This was developed by the OMB Evidence Team for informational purposes and does not represent official OMB policy.
Performance Measurement Evaluation
DEFINITION
Ongoing collection, monitoring, reviewing, and
reporting of data on pre-selected measures related
to level and type of activities, products and services
delivered, and outcomes of activities
Individual, systematic studies to examine how well
all or part of a program, intervention, policy,
regulation, or other government activity is working
PURPOSE
Measuring progress toward pre-established goals
and targets
Determining whether an activity is achieving its
stated output/outcome objectives and making
adjustments if it is not
Serving as an early alert system in the case of
significant changes in operations
Assessing the effectiveness of a program,
intervention, policy, or regulation, compared with its
absence or with one or more alternative approaches
Establishing a causal relationship between an activity
and the outcomes experienced by those affected by it
Addressing questions about implementation,
variations in effectiveness across different settings or
populations, and contextual factors
DATA AND ANALYSIS
Data is largely quantitative
Data points assessed against targets or compared to
previous data for same measure, in order to detect
trends over time
Data and analytical techniques are guided by the
evaluation questions
Generally includes both quantitative and qualitative
data
In the case of causal studies, requires complex
methods to isolate impacts from other influences
RESPONSIBLE PARTY
Usually an internal function undertaken and
managed by the staff of an agency/funder as part of
its routine operations
Often carried out by independent researchers who
are external to the agency/funder to ensure
independence and impartiality
Requires technical expertise in advanced methods
EXAMPLES OF QUESTIONS ADDRESSED
Did the program meet its stated output goals?
How many individuals participated?
What percentage of people who participated in a
program reached a certain goal (e.g., got a job,
completed college)?
In each program site, what was the average length
of time it took participants to complete a program?
Why did certain individuals engage or not engage
in a program?
How many people reached a certain goal (e.g., got
a job, completed college) as a result of access to a
program, compared to those who did not have
access?
How does the implementation of a program differ
across sites, and how do those differences affect
participants’ experiences?
Bringing evidence to bear in decision-making is a critical component of effective and efficient government.
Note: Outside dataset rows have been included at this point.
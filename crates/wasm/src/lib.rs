//! JavaScript bindings around a single [`GraphEngine`].
//!
//! Everything crosses the boundary as JSON strings. The host runs `git`
//! (or fetches history some other way) and feeds batches back with the
//! ticket it got from [`begin_refresh`].

use std::sync::{Mutex, MutexGuard};

use commit_graph_core::{GraphConfig, GraphEngine, GraphError, RefreshTicket};
use commit_graph_protocol::{BranchInfo, CommitRecord, Point, Viewport};
use serde::Serialize;
use wasm_bindgen::prelude::*;

static ENGINE: Mutex<Option<GraphEngine>> = Mutex::new(None);

fn engine() -> Result<MutexGuard<'static, Option<GraphEngine>>, JsError> {
    ENGINE
        .lock()
        .map_err(|_| JsError::new("engine state poisoned"))
}

/// Run `f` against the engine, creating one with the default config on
/// first use.
fn with_engine<T>(f: impl FnOnce(&mut GraphEngine) -> Result<T, String>) -> Result<T, JsError> {
    let mut guard = engine()?;
    let engine = guard.get_or_insert_with(|| GraphEngine::new(GraphConfig::default()));
    f(engine).map_err(|e| JsError::new(&e))
}

fn to_json(value: &impl Serialize) -> Result<String, String> {
    serde_json::to_string(value).map_err(|e| e.to_string())
}

/// Replace the engine with one using `config_json`. Any open repository is
/// dropped.
#[wasm_bindgen]
pub fn configure(config_json: &str) -> Result<(), JsError> {
    let config =
        GraphConfig::from_json(config_json.as_bytes()).map_err(|e| JsError::new(&e.to_string()))?;
    *engine()? = Some(GraphEngine::new(config));
    Ok(())
}

#[wasm_bindgen]
pub fn open_repository(path: &str) -> Result<(), JsError> {
    with_engine(|engine| {
        engine.open_repository(path);
        Ok(())
    })
}

#[wasm_bindgen]
pub fn close_repository() -> Result<(), JsError> {
    with_engine(|engine| {
        engine.close_repository();
        Ok(())
    })
}

/// Ticket JSON to hand back with the fetched batch.
#[wasm_bindgen]
pub fn begin_refresh() -> Result<String, JsError> {
    with_engine(|engine| to_json(&engine.begin_refresh()))
}

/// Apply a fetched batch. Returns the reconcile report as JSON, or `null`
/// when the result was stale and dropped.
#[wasm_bindgen]
pub fn on_refresh_result(ticket_json: &str, batch_json: &str) -> Result<String, JsError> {
    with_engine(|engine| refresh_result(engine, ticket_json, batch_json))
}

/// Turn raw `git log` output or a JSON snapshot into a batch JSON array.
#[wasm_bindgen]
pub fn parse_history(data: &[u8]) -> Result<String, JsError> {
    commit_graph_core::parse_auto(data)
        .map_err(|e| e.to_string())
        .and_then(|commits| to_json(&commits))
        .map_err(|e| JsError::new(&e))
}

#[wasm_bindgen]
pub fn set_branches(branches_json: &str) -> Result<(), JsError> {
    with_engine(|engine| {
        let branches: Vec<BranchInfo> =
            serde_json::from_str(branches_json).map_err(|e| e.to_string())?;
        engine.set_branches(branches);
        Ok(())
    })
}

/// Toggle selection of `id`. Returns the new selection as JSON.
#[wasm_bindgen]
pub fn on_commit_click(id: &str) -> Result<String, JsError> {
    with_engine(|engine| {
        let selection = engine.on_commit_click(id).map_err(|e| e.to_string())?;
        to_json(selection)
    })
}

#[wasm_bindgen]
pub fn dismiss_selection() -> Result<(), JsError> {
    with_engine(|engine| {
        engine.dismiss_selection();
        Ok(())
    })
}

/// Id of the commit at scene position `(x, y)`, if any.
#[wasm_bindgen]
pub fn commit_at(x: f64, y: f64) -> Result<Option<String>, JsError> {
    with_engine(|engine| Ok(engine.commit_at(Point::new(x, y)).map(|id| id.to_string())))
}

/// Render commands for the given viewport, as JSON.
#[wasm_bindgen]
pub fn current_scene(x: f64, y: f64, width: f64, height: f64) -> Result<String, JsError> {
    let viewport = Viewport {
        x,
        y,
        width,
        height,
    };
    with_engine(|engine| to_json(&engine.current_scene(&viewport)))
}

/// Total scene height, for sizing the host's scroll container.
#[wasm_bindgen]
pub fn content_height() -> Result<f64, JsError> {
    with_engine(|engine| Ok(engine.content_height()))
}

fn refresh_result(
    engine: &mut GraphEngine,
    ticket_json: &str,
    batch_json: &str,
) -> Result<String, String> {
    let ticket: RefreshTicket = serde_json::from_str(ticket_json).map_err(|e| e.to_string())?;
    let batch: Vec<CommitRecord> = serde_json::from_str(batch_json).map_err(|e| e.to_string())?;
    match engine.on_refresh_result(ticket, batch) {
        Ok(report) => to_json(&report),
        Err(GraphError::StaleRefreshDiscarded { .. }) => Ok("null".to_string()),
        Err(err) => Err(err.to_string()),
    }
}

#[cfg(test)]
mod tests {
    use super::*;

    const BATCH: &str = r#"[
        {"id": "c2", "message": "second", "author": "a", "timestamp": 2, "parent_ids": ["c1"]},
        {"id": "c1", "message": "first", "author": "a", "timestamp": 1}
    ]"#;

    fn open() -> GraphEngine {
        let mut engine = GraphEngine::new(GraphConfig::default());
        engine.open_repository("/repo");
        engine
    }

    #[test]
    fn refresh_round_trip_through_json() {
        let mut engine = open();
        let ticket = to_json(&engine.begin_refresh()).unwrap_or_default();
        let report = refresh_result(&mut engine, &ticket, BATCH).unwrap_or_default();
        assert!(report.contains(r#""added":["c2","c1"]"#));
        assert_eq!(engine.state().len(), 2);
    }

    #[test]
    fn stale_result_is_null() {
        let mut engine = open();
        let ticket = to_json(&engine.begin_refresh()).unwrap_or_default();
        engine.close_repository();
        assert_eq!(
            refresh_result(&mut engine, &ticket, BATCH).as_deref(),
            Ok("null")
        );
        assert!(engine.state().is_empty());
    }

    #[test]
    fn malformed_ticket_is_an_error() {
        let mut engine = open();
        assert!(refresh_result(&mut engine, "{}", BATCH).is_err());
    }
}
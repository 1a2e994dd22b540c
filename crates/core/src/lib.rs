//! Commit graph layout and rendering engine.
//!
//! ```text
//!   git log ─▶ parsers ─▶ CommitRecord[] ─▶ reconcile ─▶ GraphState
//!                                                          │
//!          RenderCommand[] ◀── views::commit_graph ◀── route ◀── lanes
//! ```
//!
//! [`engine::GraphEngine`] is the event-driven entry point used by front-ends.

pub mod config;
pub mod engine;
pub mod error;
pub mod layout;
pub mod model;
pub mod parsers;
pub mod reconcile;
pub mod svg;
pub mod views;

pub use config::GraphConfig;
pub use engine::{GraphEngine, RefreshTicket};
pub use error::{GraphError, InvalidReason, StaleReason};
pub use model::{GraphState, Selection, SelectionEvent};
pub use parsers::{ParseError, parse_auto};
pub use reconcile::{ReconcileReport, reconcile};
use commit_graph_protocol::SharedStr;
use serde::Serialize;
use thiserror::Error;

/// Engine-level conditions. All of them are recoverable: the engine stays in
/// a consistent, renderable state whichever one is raised.
#[derive(Debug, Clone, PartialEq, Eq, Error, Serialize)]
pub enum GraphError {
    #[error("invalid history at {id}: {reason}")]
    InvalidHistory { id: SharedStr, reason: InvalidReason },

    #[error("history rewrite detected: {} commit(s) vanished", removed.len())]
    HistoryRewriteDetected { removed: Vec<SharedStr> },

    #[error("stale refresh discarded: {reason}")]
    StaleRefreshDiscarded { reason: StaleReason },

    #[error("unknown commit {id}")]
    UnknownCommit { id: SharedStr },
}

#[derive(Debug, Clone, PartialEq, Eq, Serialize)]
pub enum InvalidReason {
    /// The commit lists itself as a parent.
    SelfParent,
    /// Following parents from this commit leads back to it; `via` is the
    /// parent edge that closes the loop.
    ParentCycle { via: SharedStr },
}

impl std::fmt::Display for InvalidReason {
    fn fmt(&self, f: &mut std::fmt::Formatter<'_>) -> std::fmt::Result {
        match self {
            Self::SelfParent => write!(f, "commit lists itself as a parent"),
            Self::ParentCycle { via } => write!(f, "parent cycle through {via}"),
        }
    }
}

#[derive(Debug, Clone, PartialEq, Eq, Serialize)]
pub enum StaleReason {
    /// The repository the refresh was issued for is no longer open.
    RepositoryClosed,
    /// A refresh issued later has already been applied.
    Superseded { applied: u64, received: u64 },
}

impl std::fmt::Display for StaleReason {
    fn fmt(&self, f: &mut std::fmt::Formatter<'_>) -> std::fmt::Result {
        match self {
            Self::RepositoryClosed => write!(f, "repository closed"),
            Self::Superseded { applied, received } => {
                write!(f, "refresh #{received} superseded by #{applied}")
            }
        }
    }
}

#[cfg(test)]
mod tests {
    use super::*;

    #[test]
    fn messages_name_the_commit() {
        let err = GraphError::InvalidHistory {
            id: "abc".into(),
            reason: InvalidReason::SelfParent,
        };
        assert_eq!(
            err.to_string(),
            "invalid history at abc: commit lists itself as a parent"
        );
    }

    #[test]
    fn rewrite_message_counts_removed() {
        let err = GraphError::HistoryRewriteDetected {
            removed: vec!["a".into(), "b".into()],
        };
        assert_eq!(err.to_string(), "history rewrite detected: 2 commit(s) vanished");
    }

    #[test]
    fn superseded_message() {
        let err = GraphError::StaleRefreshDiscarded {
            reason: StaleReason::Superseded {
                applied: 4,
                received: 3,
            },
        };
        assert_eq!(
            err.to_string(),
            "stale refresh discarded: refresh #3 superseded by #4"
        );
    }
}
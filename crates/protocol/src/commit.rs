use serde::{Deserialize, Serialize};

use crate::shared_str::SharedStr;

/// A normalized commit as delivered by the version-control collaborator.
///
/// This is the input IR for the graph engine. Records arrive in display
/// order (newest first); `row` and `lane` are derived by the engine and are
/// not part of the record.
#[derive(Debug, Clone, PartialEq, Eq, Serialize, Deserialize)]
pub struct CommitRecord {
    /// Opaque unique identifier (the commit hash).
    pub id: SharedStr,
    pub message: String,
    pub author: String,
    /// Author time, seconds since the Unix epoch.
    pub timestamp: i64,
    /// Ordered parent ids. The first entry is the primary parent.
    #[serde(default)]
    pub parent_ids: Vec<SharedStr>,
    /// Branch this commit is rendered under. Informational only.
    #[serde(default)]
    pub branch_label: Option<String>,
}

impl CommitRecord {
    pub fn new(id: impl Into<SharedStr>, parent_ids: &[&str]) -> Self {
        Self {
            id: id.into(),
            message: String::new(),
            author: String::new(),
            timestamp: 0,
            parent_ids: parent_ids.iter().map(|&p| SharedStr::from(p)).collect(),
            branch_label: None,
        }
    }

    pub fn primary_parent(&self) -> Option<&SharedStr> {
        self.parent_ids.first()
    }

    pub fn is_merge(&self) -> bool {
        self.parent_ids.len() > 1
    }

    /// Parent ids with duplicates removed, keeping first occurrences.
    pub fn unique_parents(&self) -> Vec<&SharedStr> {
        let mut out: Vec<&SharedStr> = Vec::with_capacity(self.parent_ids.len());
        for parent in &self.parent_ids {
            if !out.contains(&parent) {
                out.push(parent);
            }
        }
        out
    }
}

/// A branch as listed by the collaborator. Display only.
#[derive(Debug, Clone, PartialEq, Eq, Serialize, Deserialize)]
pub struct BranchInfo {
    pub name: String,
    pub is_head: bool,
}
Performance
measurement and evaluation are two key tools available to help policymakers and program managers develop systematic
evidence, understand how well policies and programs are working, and identify possible improvements. Both evaluation and
performance measurement generate information that falls along the continuum of evidence, serve as methods for systematic
assessment, and aim to facilitate learning about and improve results of government activities. At the same time, there are
important differences between these methods that dictate what each can tell us about programs and policies.
Performance Measurement and Evaluation
October 2018
Note: the information contained in this document does not represent changes in OMB policy.
This was developed by the OMB Evidence Team for informational purposes and does not represent official OMB policy.
HOW CAN PERFORMANCE MEASUREMENT AND EVALUATION WORK TOGETHER?
While often undertaken separately, collaboration between performance measurement and evaluation teams can
lead to stronger evidence-building. Ways the two can work hand in hand include:
Performance measurement can help identify priority questions to be addressed by evaluations, informing
decisions about allocating evaluation resources.
Evaluation findings can clarify what indicators are predictive of an activity’s success and should be tracked in
performance measurement.
Evaluation can provide context and potential explanations for variation over time or across sites revealed by
performance measurement.
When performance measures suggest that many participants in a program experience a certain outcome,
evaluation can confirm (or refute) whether that is directly attributable to the program by comparing outcomes
seen in a control or comparison group when possible.
Performance measurement can suggest to evaluators what types of indicators are important to program
operators and might thus be useful to include in selecting evaluation measures.
CASE STUDY #1
A government agency that administers a large
formula grant program to states looked at
performance data and saw that they were falling
short of their enrollment targets. Staff observed
that a significant portion of individuals who were
eligible for the services funded by the grants were
not receiving them. This conclusion, drawn from
the performance data, motivated the agency to
implement a behavioral science-informed
intervention aimed at “nudging” participants to
take advantage of these services. The program
ran a randomized controlled trial evaluation of
this intervention in order to determine whether it
did in fact increase uptake of services as
intended, compared to service uptake without
the intervention. The main outcome of interest in
that study was the same performance metric: the
number of individuals who participated after
receiving the behavioral “nudge” compared to
the number of individuals who participated
without having received the intervention.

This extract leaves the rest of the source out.